The purpose of the current paper is to address the above gaps by proposing a computational framework with a twofold functionality. First, it uses a two-stage Data Envelopment Analysis model with an alternative optimization metric that attempts to intervene in the weights of the inputs, intermediate measures and outputs to better reflect their importance for the DMUs. Second, the framework accompanies the DEA model with a computational stage that will attempt to incorporate different perceptions (meaning different combinations of inputs and outputs) and apply it in the measurement of sustainability of the EU 28 countries using machine learning techniques. To achieve this objective, the framework will rely on Exploratory Modeling and Analysis (EMA). EMA is a school of thought developed at RAND corporation [
31] and promotes the exploratory use of quantitative methods despite methodological limitations, uncertainties and different perceptions. Employing an exploratory approach to sustainability measurement could reveal unanticipated implications of the initial assumptions regarding inputs and outputs. The use of computational experimentations to explore conjectures, models and datasets is not new. It has been applied in simulation models [
5]), mathematics [
32] and of course in various disciplines with the emergence of big data [
33]. The approach requires computational power, development of new algorithms and techniques to analyze the data that will be generated.

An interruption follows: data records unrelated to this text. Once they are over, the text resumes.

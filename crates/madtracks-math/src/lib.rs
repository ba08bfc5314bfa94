#![warn(missing_docs)]

//! Coordinate and rotation math for Mad Tracks level files.
//!
//! Thin wrappers around nalgebra. The game stores positions and orientations
//! in its own axis convention (Y up, Z forward, X mirrored); host scenes use a
//! right-handed Z-up convention. This crate converts between the two and
//! between the three rotation representations the level pipeline uses:
//! direction-vector pairs, rotation matrices and axis-angle / Euler XYZ.

use nalgebra::{Matrix3, Rotation3, Unit, Vector3};

/// A vector in 3D space.
pub type Vec3 = Vector3<f64>;

/// A unit (normalized) direction vector in 3D space.
pub type Dir3 = Unit<Vector3<f64>>;

/// A 3x3 rotation matrix.
pub type Mat3 = Matrix3<f64>;

/// Tolerance constants for rotation extraction.
#[derive(Debug, Clone, Copy)]
pub struct Tolerance {
    /// Below this cross-product magnitude two directions count as parallel.
    pub parallel: f64,
    /// Angular tolerance in radians used to detect the 0 and π special cases.
    pub angular: f64,
}

impl Tolerance {
    /// Tolerances used by the level importer (1e-6 parallel, 1e-8 rad angular).
    pub const DEFAULT: Self = Self {
        parallel: 1e-6,
        angular: 1e-8,
    };
}

impl Default for Tolerance {
    fn default() -> Self {
        Self::DEFAULT
    }
}

/// Canonical forward axis of a game object, in game space.
pub fn canonical_forward() -> Vec3 {
    Vec3::z()
}

// ---------------------------------------------------------------------------
// Axis conventions
// ---------------------------------------------------------------------------

/// Convert a direction from game space to host space.
///
/// Mirrors X and swaps Y/Z. The mapping is its own inverse and is a proper
/// rotation (determinant +1), so rotations conjugated by it stay rotations.
pub fn to_host_axis(v: &Vec3) -> Vec3 {
    Vec3::new(-v.x, v.z, v.y)
}

/// Convert a direction from host space back to game space.
pub fn to_game_axis(v: &Vec3) -> Vec3 {
    Vec3::new(-v.x, v.z, v.y)
}

/// Convert a game-space position to host space, applying `scale`.
pub fn to_host_coord(v: &Vec3, scale: f64) -> Vec3 {
    to_host_axis(v) * scale
}

/// Convert a host-space position to game space, undoing `scale`.
pub fn to_game_coord(v: &Vec3, scale: f64) -> Vec3 {
    to_game_axis(v) / scale
}

/// Matrix form of [`to_host_axis`].
pub fn axis_swap_matrix() -> Mat3 {
    Mat3::new(
        -1.0, 0.0, 0.0, //
        0.0, 0.0, 1.0, //
        0.0, 1.0, 0.0,
    )
}

/// Express a game-space rotation matrix in host space (`P * m * Pᵀ`).
pub fn rotation_to_host(m: &Mat3) -> Mat3 {
    let p = axis_swap_matrix();
    p * m * p.transpose()
}

// ---------------------------------------------------------------------------
// Elementary rotations
// ---------------------------------------------------------------------------

/// Rotation about the X axis by `angle` radians.
pub fn rotation_x(angle: f64) -> Mat3 {
    let (s, c) = angle.sin_cos();
    Mat3::new(
        1.0, 0.0, 0.0, //
        0.0, c, -s, //
        0.0, s, c,
    )
}

/// Rotation about the Y axis by `angle` radians.
pub fn rotation_y(angle: f64) -> Mat3 {
    let (s, c) = angle.sin_cos();
    Mat3::new(
        c, 0.0, s, //
        0.0, 1.0, 0.0, //
        -s, 0.0, c,
    )
}

/// Rotation about the Z axis by `angle` radians.
pub fn rotation_z(angle: f64) -> Mat3 {
    let (s, c) = angle.sin_cos();
    Mat3::new(
        c, -s, 0.0, //
        s, c, 0.0, //
        0.0, 0.0, 1.0,
    )
}

/// Rotation about an arbitrary axis through the origin by `angle` radians.
///
/// Uses Rodrigues' rotation formula.
pub fn rotation_about_axis(axis: &Dir3, angle: f64) -> Mat3 {
    let (s, c) = angle.sin_cos();
    let t = 1.0 - c;
    let (x, y, z) = (axis.as_ref().x, axis.as_ref().y, axis.as_ref().z);
    Mat3::new(
        t * x * x + c,
        t * x * y - s * z,
        t * x * z + s * y,
        t * x * y + s * z,
        t * y * y + c,
        t * y * z - s * x,
        t * x * z - s * y,
        t * y * z + s * x,
        t * z * z + c,
    )
}

/// Matrix of the Euler XYZ rotation `euler` (radians): X first, then Y, then Z.
pub fn euler_xyz_matrix(euler: &Vec3) -> Mat3 {
    rotation_z(euler.z) * rotation_y(euler.y) * rotation_x(euler.x)
}

/// Rotate `v` by the Euler XYZ rotation `euler` (radians).
pub fn rotate_euler_xyz(v: &Vec3, euler: &Vec3) -> Vec3 {
    euler_xyz_matrix(euler) * v
}

/// Decompose a rotation matrix into Euler XYZ angles (radians).
///
/// Inverse of [`euler_xyz_matrix`] up to the usual gimbal ambiguity.
pub fn euler_from_rotation_matrix(m: &Mat3) -> Vec3 {
    let (roll, pitch, yaw) = Rotation3::from_matrix_unchecked(*m).euler_angles();
    Vec3::new(roll, pitch, yaw)
}

/// Convert a vector of angles in degrees to radians.
pub fn degrees_to_radians(v: &Vec3) -> Vec3 {
    v.map(f64::to_radians)
}

// ---------------------------------------------------------------------------
// Direction vectors <-> matrices <-> axis-angle
// ---------------------------------------------------------------------------

/// Build the rotation that turns [`canonical_forward`] into `direction_at`.
///
/// The rotation axis is `forward × direction_at`. When the two are
/// (anti)parallel the cross product vanishes and `direction_up` is used as the
/// axis instead; if that is degenerate too, +Y is used. Only the forward
/// direction is matched; roll around it is not recovered from `direction_up`.
pub fn rotation_matrix_from_directions(direction_at: &Vec3, direction_up: &Vec3) -> Mat3 {
    let tol = Tolerance::DEFAULT;
    let forward = canonical_forward();
    let at = if direction_at.norm() > tol.parallel {
        direction_at.normalize()
    } else {
        forward
    };

    let cross = forward.cross(&at);
    let axis = if cross.norm() < tol.parallel {
        if direction_up.norm() > tol.parallel {
            Dir3::new_normalize(*direction_up)
        } else {
            Vec3::y_axis()
        }
    } else {
        Dir3::new_normalize(cross)
    };

    let angle = forward.dot(&at).clamp(-1.0, 1.0).acos();
    rotation_about_axis(&axis, angle)
}

/// A rotation expressed as a unit axis and an angle in radians.
#[derive(Debug, Clone, Copy, PartialEq)]
pub struct AxisAngle {
    /// Rotation axis.
    pub axis: Dir3,
    /// Rotation angle in radians, in `[0, π]`.
    pub angle: f64,
}

impl AxisAngle {
    /// Rotation matrix of this axis-angle pair.
    pub fn to_matrix(&self) -> Mat3 {
        rotation_about_axis(&self.axis, self.angle)
    }
}

/// Extract the axis-angle form of a rotation matrix.
///
/// For a near-zero angle the axis is arbitrary and `(0, 0, 1)` is returned.
/// Near π the skew-symmetric part vanishes and the axis is read from the
/// eigenvector for eigenvalue 1, i.e. a column of `(m + I) / 2`.
pub fn axis_angle_from_rotation_matrix(m: &Mat3) -> AxisAngle {
    let tol = Tolerance::DEFAULT;
    let angle = ((m.trace() - 1.0) / 2.0).clamp(-1.0, 1.0).acos();

    let axis = if angle.abs() < tol.angular {
        Vec3::z_axis()
    } else if (std::f64::consts::PI - angle).abs() < tol.angular {
        let sym = (m + Mat3::identity()) / 2.0;
        let col = (0..3)
            .max_by(|&a, &b| sym[(a, a)].total_cmp(&sym[(b, b)]))
            .unwrap_or(2);
        Dir3::new_normalize(sym.column(col).into_owned())
    } else {
        Dir3::new_normalize(Vec3::new(
            m[(2, 1)] - m[(1, 2)],
            m[(0, 2)] - m[(2, 0)],
            m[(1, 0)] - m[(0, 1)],
        ))
    };

    AxisAngle { axis, angle }
}

/// Direction vectors of an Euler XYZ rotation (radians), in host space.
///
/// Applies X, then Y, then Z to the host-space forward `(0, 1, 0)` and up
/// `(0, 0, 1)`. Returns `(direction_at, direction_up)`. This is the export
/// counterpart of [`rotation_matrix_from_directions`].
pub fn euler_to_direction_vectors(euler: &Vec3) -> (Vec3, Vec3) {
    let m = euler_xyz_matrix(euler);
    (m * Vec3::y(), m * Vec3::z())
}

#[cfg(test)]
mod tests {
    use super::*;
    use std::f64::consts::PI;

    fn assert_vec_eq<const R: usize, const C: usize>(
        a: &nalgebra::SMatrix<f64, R, C>,
        b: &nalgebra::SMatrix<f64, R, C>,
        tol: f64,
    ) {
        assert!((a - b).norm() < tol, "{a:?} != {b:?}");
    }

    #[test]
    fn test_axis_conversion_is_involution() {
        let v = Vec3::new(1.0, 2.0, 3.0);
        let host = to_host_axis(&v);
        assert_vec_eq(&host, &Vec3::new(-1.0, 3.0, 2.0), 1e-12);
        assert_vec_eq(&to_game_axis(&host), &v, 1e-12);
        assert!((axis_swap_matrix().determinant() - 1.0).abs() < 1e-12);
    }

    #[test]
    fn test_coord_scale() {
        let v = Vec3::new(1.0, 2.0, 3.0);
        let host = to_host_coord(&v, 0.5);
        assert_vec_eq(&host, &Vec3::new(-0.5, 1.5, 1.0), 1e-12);
        assert_vec_eq(&to_game_coord(&host, 0.5), &v, 1e-12);
    }

    #[test]
    fn test_rotation_about_axis() {
        // Rotate (1,0,0) by 90° about Z axis → (0,1,0)
        let axis = Vec3::z_axis();
        let m = rotation_about_axis(&axis, PI / 2.0);
        assert_vec_eq(&(m * Vec3::x()), &Vec3::y(), 1e-12);
        assert_vec_eq(&m, &rotation_z(PI / 2.0), 1e-12);
    }

    #[test]
    fn test_identity_from_canonical_forward() {
        let m = rotation_matrix_from_directions(&Vec3::new(0.0, 0.0, 1.0), &Vec3::new(0.0, 1.0, 0.0));
        assert!((m - Mat3::identity()).norm() < 1e-12);

        let aa = axis_angle_from_rotation_matrix(&m);
        assert!(aa.angle.abs() < 1e-8);
        assert_vec_eq(aa.axis.as_ref(), &Vec3::z(), 1e-12);
    }

    #[test]
    fn test_antiparallel_uses_up_axis() {
        let at = Vec3::new(0.0, 0.0, -1.0);
        let up = Vec3::new(0.0, 1.0, 0.0);
        let m = rotation_matrix_from_directions(&at, &up);
        assert_vec_eq(&(m * canonical_forward()), &at, 1e-12);
        assert_vec_eq(&(m * up), &up, 1e-12);

        let aa = axis_angle_from_rotation_matrix(&m);
        assert!((aa.angle - PI).abs() < 1e-8);
        assert!((aa.axis.as_ref().y.abs() - 1.0).abs() < 1e-9);
        assert_vec_eq(&(aa.to_matrix() * canonical_forward()), &at, 1e-9);
    }

    #[test]
    fn test_degenerate_rotation_without_up() {
        // Antiparallel with no usable up vector: falls back to +Y, still valid.
        let at = Vec3::new(0.0, 0.0, -1.0);
        let m = rotation_matrix_from_directions(&at, &Vec3::zeros());
        assert_vec_eq(&(m * canonical_forward()), &at, 1e-12);
        assert!((m.determinant() - 1.0).abs() < 1e-12);
    }

    #[test]
    fn test_axis_angle_reconstructs_direction() {
        let s = 0.5_f64.sqrt();
        let cases = [
            (Vec3::new(1.0, 0.0, 0.0), Vec3::new(0.0, 1.0, 0.0)),
            (Vec3::new(0.0, 1.0, 0.0), Vec3::new(0.0, 0.0, -1.0)),
            (Vec3::new(-s, 0.0, s), Vec3::new(0.0, 1.0, 0.0)),
            (Vec3::new(0.6, 0.0, 0.8), Vec3::new(0.0, 1.0, 0.0)),
            (
                Vec3::new(0.0, -0.035014, -0.999387),
                Vec3::new(0.0, 0.999387, -0.035014),
            ),
            (
                Vec3::new(1.0, 1.0, 1.0).normalize(),
                Vec3::new(1.0, -1.0, 0.0).normalize(),
            ),
        ];
        for (at, up) in cases {
            let m = rotation_matrix_from_directions(&at, &up);
            let aa = axis_angle_from_rotation_matrix(&m);
            let forward = aa.to_matrix() * canonical_forward();
            assert_vec_eq(&forward, &at.normalize(), 1e-4);
        }
    }

    #[test]
    fn test_euler_to_direction_vectors() {
        let (at, up) = euler_to_direction_vectors(&Vec3::zeros());
        assert_vec_eq(&at, &Vec3::y(), 1e-12);
        assert_vec_eq(&up, &Vec3::z(), 1e-12);

        // 90° about Z turns forward +Y into -X, up unchanged
        let (at, up) = euler_to_direction_vectors(&Vec3::new(0.0, 0.0, PI / 2.0));
        assert_vec_eq(&at, &Vec3::new(-1.0, 0.0, 0.0), 1e-12);
        assert_vec_eq(&up, &Vec3::z(), 1e-12);

        // 90° about X tilts forward +Y up to +Z
        let (at, up) = euler_to_direction_vectors(&Vec3::new(PI / 2.0, 0.0, 0.0));
        assert_vec_eq(&at, &Vec3::z(), 1e-12);
        assert_vec_eq(&up, &Vec3::new(0.0, -1.0, 0.0), 1e-12);
    }

    #[test]
    fn test_euler_matrix_round_trip() {
        let euler = Vec3::new(0.3, -0.4, 1.2);
        let m = euler_xyz_matrix(&euler);
        assert_vec_eq(&euler_from_rotation_matrix(&m), &euler, 1e-9);
    }

    #[test]
    fn test_game_rotation_in_host_space() {
        // Facing game +X is facing host -X; the host forward is +Y.
        let m = rotation_matrix_from_directions(&Vec3::x(), &Vec3::y());
        let host = rotation_to_host(&m);
        assert_vec_eq(&(host * Vec3::y()), &Vec3::new(-1.0, 0.0, 0.0), 1e-12);
        let (at, _) = euler_to_direction_vectors(&euler_from_rotation_matrix(&host));
        assert_vec_eq(&to_game_axis(&at), &Vec3::x(), 1e-9);
    }

    #[test]
    fn test_degrees_to_radians() {
        let r = degrees_to_radians(&Vec3::new(180.0, -45.0, 0.0));
        assert_vec_eq(&r, &Vec3::new(PI, -PI / 4.0, 0.0), 1e-12);
    }
}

Thus, EMA relies on Machine Learning (ML) techniques, even though validation of the developed models may not be possible. However, even when it is not possible to validate a model, exploration could lead to insights on how the different perceptions of sustainability give rise to unexpected results. Moreover, the use of computational explorations could facilitate the explanation of known facts and the discovery of commonalities among different perceptions of sustainability, hence leading towards the development of a composite definition of sustainable development.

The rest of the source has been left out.